* **Exercise objective**
Check each line of the data, and copy those where "SourceRepository" appears.
===============
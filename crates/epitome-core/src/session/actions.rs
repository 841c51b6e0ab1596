//! Command validation and confirmed repository changes

use std::collections::HashSet;

use chrono::{DateTime, Utc};
use url::Url;

use super::state::{Collected, DeleteTarget, PendingAction, SourceCandidate};
use crate::commands::split_arguments;
use crate::feed::{validate_feed_url, FeedProvider, NewSource};
use crate::storage::{Database, DestinationRepository, SourceRepository};
use crate::{Error, Result};

/// Name given to feeds that do not declare a title
pub const UNTITLED_SOURCE: &str = "Untitled";

/// Discord caps select menus at 25 options
const MAX_SELECT_OPTIONS: usize = 25;

/// Hosts that need a dedicated integration rather than a feed
const UNSUPPORTED_HOSTS: &[&str] = &["twitter.com", "x.com", "instagram.com"];

fn is_unsupported_host(url: &Url) -> bool {
    url.host_str()
        .map(|host| {
            let host = host.trim_start_matches("www.").trim_start_matches("mobile.");
            UNSUPPORTED_HOSTS.contains(&host)
        })
        .unwrap_or(false)
}

pub(crate) async fn collect_sources(
    db: &Database,
    feeds: &dyn FeedProvider,
    destination_id: &str,
    raw: &str,
) -> Result<Collected> {
    let urls = split_arguments(raw);
    if urls.is_empty() {
        return Err(Error::Validation("no url given".to_string()));
    }

    let repo = SourceRepository::new(db);
    let mut seen = HashSet::new();
    let mut candidates = Vec::new();
    let mut skipped = Vec::new();
    let mut duplicates = 0;

    for url in urls {
        if !seen.insert(url.clone()) {
            continue;
        }

        let parsed = match validate_feed_url(&url) {
            Ok(parsed) => parsed,
            Err(_) => {
                skipped.push(format!("{}: not a valid http(s) url", url));
                continue;
            }
        };
        if is_unsupported_host(&parsed) {
            skipped.push(format!("{}: this kind of source is not supported yet", url));
            continue;
        }

        if let Some(existing) = repo.find_by_url(&url).await? {
            if existing.destinations.contains(destination_id) {
                duplicates += 1;
                skipped.push(format!("{}: already followed here", url));
                continue;
            }
        }

        match feeds.fetch(&url).await {
            Ok(feed) => candidates.push(SourceCandidate {
                name: feed.title.unwrap_or_else(|| UNTITLED_SOURCE.to_string()),
                url,
            }),
            Err(e) => {
                tracing::debug!(url = %url, "Rejected source: {}", e);
                skipped.push(format!("{}: not a readable feed", url));
            }
        }
    }

    if candidates.is_empty() {
        let reason = skipped.join("; ");
        return Err(if duplicates > 0 && duplicates == skipped.len() {
            Error::DuplicateExists(reason)
        } else {
            Error::Validation(reason)
        });
    }

    Ok(Collected::Ready {
        action: PendingAction::AddSources(candidates),
        skipped,
    })
}

pub(crate) async fn collect_filters(
    db: &Database,
    destination_id: &str,
    raw: &str,
) -> Result<Collected> {
    let mut names: Vec<String> = Vec::new();
    for name in split_arguments(raw) {
        let name = name.to_lowercase();
        if !names.contains(&name) {
            names.push(name);
        }
    }
    if names.is_empty() {
        return Err(Error::Validation("no filter word given".to_string()));
    }

    let existing = DestinationRepository::new(db).get_filters(destination_id).await?;
    let (already, fresh): (Vec<String>, Vec<String>) =
        names.into_iter().partition(|name| existing.contains(name));

    if fresh.is_empty() {
        return Err(Error::DuplicateExists(format!(
            "already filtered on {}",
            already.join(", ")
        )));
    }

    Ok(Collected::Ready {
        action: PendingAction::AddFilters(fresh),
        skipped: already
            .into_iter()
            .map(|name| format!("{}: already a filter", name))
            .collect(),
    })
}

pub(crate) async fn collect_delete(
    db: &Database,
    destination_id: &str,
    identifier: &str,
) -> Result<Collected> {
    let needle = identifier.trim().to_lowercase();
    if needle.is_empty() {
        return Err(Error::Validation("nothing to look for".to_string()));
    }

    let sources = SourceRepository::new(db).list_for_destination(destination_id).await?;
    let filters = DestinationRepository::new(db).get_filters(destination_id).await?;
    if sources.is_empty() && filters.is_empty() {
        return Err(Error::NotFound("nothing is saved for this channel".to_string()));
    }

    let mut targets: Vec<DeleteTarget> = sources
        .into_iter()
        .filter(|s| {
            s.name.to_lowercase().contains(&needle) || s.url.to_lowercase().contains(&needle)
        })
        .map(|s| DeleteTarget::Source {
            source_id: s.id,
            name: s.name,
            url: s.url,
        })
        .collect();
    targets.extend(
        filters
            .into_iter()
            .filter(|f| *f == needle)
            .map(|name| DeleteTarget::Filter { name }),
    );

    match targets.len() {
        0 => Err(Error::NotFound(format!("nothing matches \"{}\"", identifier.trim()))),
        1 => Ok(Collected::Ready {
            action: PendingAction::Delete(targets.remove(0)),
            skipped: Vec::new(),
        }),
        n => {
            if n > MAX_SELECT_OPTIONS {
                tracing::debug!(matches = n, "Too many delete candidates, keeping the first ones");
                targets.truncate(MAX_SELECT_OPTIONS);
            }
            Ok(Collected::Choose(targets))
        }
    }
}

/// Persist a confirmed action
pub(crate) async fn apply(
    db: &Database,
    destination_id: &str,
    action: &PendingAction,
    initial_cursor: DateTime<Utc>,
) -> Result<()> {
    match action {
        PendingAction::AddSources(candidates) => {
            let new_sources: Vec<NewSource> = candidates
                .iter()
                .map(|candidate| NewSource {
                    url: candidate.url.clone(),
                    name: candidate.name.clone(),
                    cursor: initial_cursor,
                })
                .collect();
            let subscribed = SourceRepository::new(db)
                .subscribe_all(&new_sources, destination_id)
                .await?;
            for (source, outcome) in subscribed {
                tracing::info!(
                    source_id = %source.id,
                    destination_id,
                    outcome = ?outcome,
                    "Subscribed source"
                );
            }
            Ok(())
        }
        PendingAction::AddFilters(names) => {
            DestinationRepository::new(db)
                .add_filters(destination_id, names)
                .await?;
            Ok(())
        }
        PendingAction::Delete(DeleteTarget::Source { source_id, .. }) => {
            SourceRepository::new(db)
                .remove_destination(*source_id, destination_id)
                .await?;
            Ok(())
        }
        PendingAction::Delete(DeleteTarget::Filter { name }) => {
            if DestinationRepository::new(db)
                .remove_filter(destination_id, name)
                .await?
            {
                Ok(())
            } else {
                Err(Error::NotFound(format!("filter \"{}\"", name)))
            }
        }
    }
}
===============
* **Answer space**
use crate::storage::{Database, DestinationRepository, SourceRepository};
    let repo = SourceRepository::new(db);
    let sources = SourceRepository::new(db).list_for_destination(destination_id).await?;
            let subscribed = SourceRepository::new(db)
            SourceRepository::new(db)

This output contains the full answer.